__Data listing__.
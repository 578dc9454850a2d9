//! Output formats by name

use crate::error::FormatError;
use crate::format::{IcvFormat, JsonFormat, OutputFormat, YamlFormat};
use crate::options::IcvOptions;
use std::collections::HashMap;
use svrf_parser::ParseResult;

pub struct FormatRegistry {
    formats: HashMap<String, Box<dyn OutputFormat>>,
}

impl FormatRegistry {
    pub fn new() -> Self {
        FormatRegistry {
            formats: HashMap::new(),
        }
    }

    /// Register a format, replacing any with the same name
    pub fn register<F: OutputFormat + 'static>(&mut self, format: F) {
        self.formats
            .insert(format.name().to_string(), Box::new(format));
    }

    pub fn get(&self, name: &str) -> Result<&dyn OutputFormat, FormatError> {
        self.formats
            .get(name)
            .map(|f| f.as_ref())
            .ok_or_else(|| FormatError::FormatNotFound(name.to_string()))
    }

    pub fn has(&self, name: &str) -> bool {
        self.formats.contains_key(name)
    }

    /// All format names, sorted
    pub fn list_formats(&self) -> Vec<String> {
        let mut names: Vec<_> = self.formats.keys().cloned().collect();
        names.sort();
        names
    }

    pub fn serialize(
        &self,
        result: &ParseResult,
        format: &str,
        options: &IcvOptions,
    ) -> Result<String, FormatError> {
        self.get(format)?.serialize(result, options)
    }

    pub fn with_defaults() -> Self {
        let mut registry = Self::new();
        registry.register(IcvFormat);
        registry.register(JsonFormat);
        registry.register(YamlFormat);
        registry
    }
}

impl Default for FormatRegistry {
    fn default() -> Self {
        Self::with_defaults()
    }
}

#[cfg(test)]
mod tests {
    use super::*;
    use svrf_parser::SourceLoader;

    struct CountFormat;
    impl OutputFormat for CountFormat {
        fn name(&self) -> &str {
            "count"
        }
        fn extension(&self) -> &str {
            "txt"
        }
        fn serialize(&self, result: &ParseResult, _: &IcvOptions) -> Result<String, FormatError> {
            Ok(result.rules.len().to_string())
        }
    }

    #[test]
    fn test_defaults() {
        let registry = FormatRegistry::with_defaults();
        assert_eq!(registry.list_formats(), vec!["icv", "json", "yaml"]);
        assert!(registry.has("icv"));
        assert_eq!(registry.get("json").unwrap().extension(), "json");
    }

    #[test]
    fn test_unknown_format() {
        let registry = FormatRegistry::with_defaults();
        let err = registry.get("html").err().unwrap();
        assert!(matches!(err, FormatError::FormatNotFound(name) if name == "html"));
    }

    #[test]
    fn test_custom_format() {
        let mut registry = FormatRegistry::new();
        registry.register(CountFormat);
        let result = SourceLoader::from_string("A { AREA M1 < 1 }\nB { X }")
            .parse()
            .unwrap();
        let out = registry
            .serialize(&result, "count", &IcvOptions::default())
            .unwrap();
        assert_eq!(out, "2");
    }
}
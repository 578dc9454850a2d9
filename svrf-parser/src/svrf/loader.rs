//! Source loading
//!
//! `SourceLoader` reads rule-deck text once, from a file or a string, and runs transforms
//! over it. This is the only place the parser touches the filesystem.
//!
//! ```rust,ignore
//! use svrf_parser::SourceLoader;
//!
//! let result = SourceLoader::from_path("rules.svrf")?.parse()?;
//! let tokens = SourceLoader::from_string("LAYER M1 31\n").tokenize()?;
//! ```

use super::ast::ParseResult;
use super::parsing::StructuralOutput;
use super::token::Token;
use super::transforms::standard::{
    STRICT_STRING_TO_RESULT, STRING_TO_RESULT, STRUCTURE, TOKENIZATION,
};
use super::transforms::{Transform, TransformError};
use std::fs;
use std::io;
use std::path::{Path, PathBuf};
use thiserror::Error;

#[derive(Debug, Error)]
pub enum LoaderError {
    #[error("cannot read {}: {source}", .path.display())]
    Io {
        path: PathBuf,
        #[source]
        source: io::Error,
    },
    #[error(transparent)]
    Transform(#[from] TransformError),
}

pub struct SourceLoader {
    source: String,
    path: Option<PathBuf>,
}

impl SourceLoader {
    pub fn from_path<P: AsRef<Path>>(path: P) -> Result<Self, LoaderError> {
        let path = path.as_ref();
        let source = fs::read_to_string(path).map_err(|source| LoaderError::Io {
            path: path.to_path_buf(),
            source,
        })?;
        log::info!("loaded {} ({} bytes)", path.display(), source.len());
        Ok(SourceLoader {
            source,
            path: Some(path.to_path_buf()),
        })
    }

    pub fn from_string<S: Into<String>>(source: S) -> Self {
        SourceLoader {
            source: source.into(),
            path: None,
        }
    }

    /// Run any transform that starts from source text
    pub fn with<O: 'static>(&self, transform: &Transform<String, O>) -> Result<O, LoaderError> {
        Ok(transform.run(self.source.clone())?)
    }

    /// Tokenize, parse and classify. Shortcut for `.with(&STRING_TO_RESULT)`.
    pub fn parse(&self) -> Result<ParseResult, LoaderError> {
        self.with(&STRING_TO_RESULT)
    }

    /// Like [`parse`](Self::parse), but a deck with error diagnostics is an error
    pub fn parse_strict(&self) -> Result<ParseResult, LoaderError> {
        self.with(&STRICT_STRING_TO_RESULT)
    }

    /// Structural pass only
    pub fn structure(&self) -> Result<StructuralOutput, LoaderError> {
        self.with(&STRUCTURE)
    }

    pub fn tokenize(&self) -> Result<Vec<Token>, LoaderError> {
        self.with(&TOKENIZATION)
    }

    pub fn source(&self) -> &str {
        &self.source
    }

    /// Path the source was read from, if any
    pub fn path(&self) -> Option<&Path> {
        self.path.as_deref()
    }
}

#[cfg(test)]
mod tests {
    use super::*;
    use std::io::Write;

    #[test]
    fn test_from_string() {
        let loader = SourceLoader::from_string("LAYER M1 31\n");
        assert_eq!(loader.source(), "LAYER M1 31\n");
        assert!(loader.path().is_none());
        assert_eq!(loader.parse().unwrap().layers.len(), 1);
    }

    #[test]
    fn test_from_path() {
        let mut file = tempfile::NamedTempFile::new().unwrap();
        writeln!(file, "W {{ INTERNAL1 M1 < 0.1 }}").unwrap();
        let loader = SourceLoader::from_path(file.path()).unwrap();
        assert_eq!(loader.path(), Some(file.path()));
        assert_eq!(loader.parse().unwrap().rules.len(), 1);
    }

    #[test]
    fn test_missing_file_names_path() {
        let err = SourceLoader::from_path("/nonexistent/deck.svrf")
            .err()
            .unwrap();
        assert!(matches!(err, LoaderError::Io { .. }));
        assert!(err.to_string().contains("/nonexistent/deck.svrf"));
    }

    #[test]
    fn test_parse_strict_rejects_broken_deck() {
        let loader = SourceLoader::from_string("LAYER M1 31\nLAYER M2 x\n");
        assert_eq!(loader.parse().unwrap().layers.len(), 1);
        let err = loader.parse_strict().unwrap_err();
        assert!(matches!(err, LoaderError::Transform(_)));
        assert!(err.to_string().contains("layer-syntax"));
        assert!(err.to_string().contains("line 2"));
    }

    #[test]
    fn test_structure_and_tokens() {
        let loader = SourceLoader::from_string("R { AREA M1 < 1 }");
        assert_eq!(loader.structure().unwrap().blocks.len(), 1);
        assert!(!loader.tokenize().unwrap().is_empty());
    }
}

__Task__. Report the lines above that have the word "extension" in them.

__Task output__.
        fn extension(&self) -> &str {
        assert_eq!(registry.get("json").unwrap().extension(), "json");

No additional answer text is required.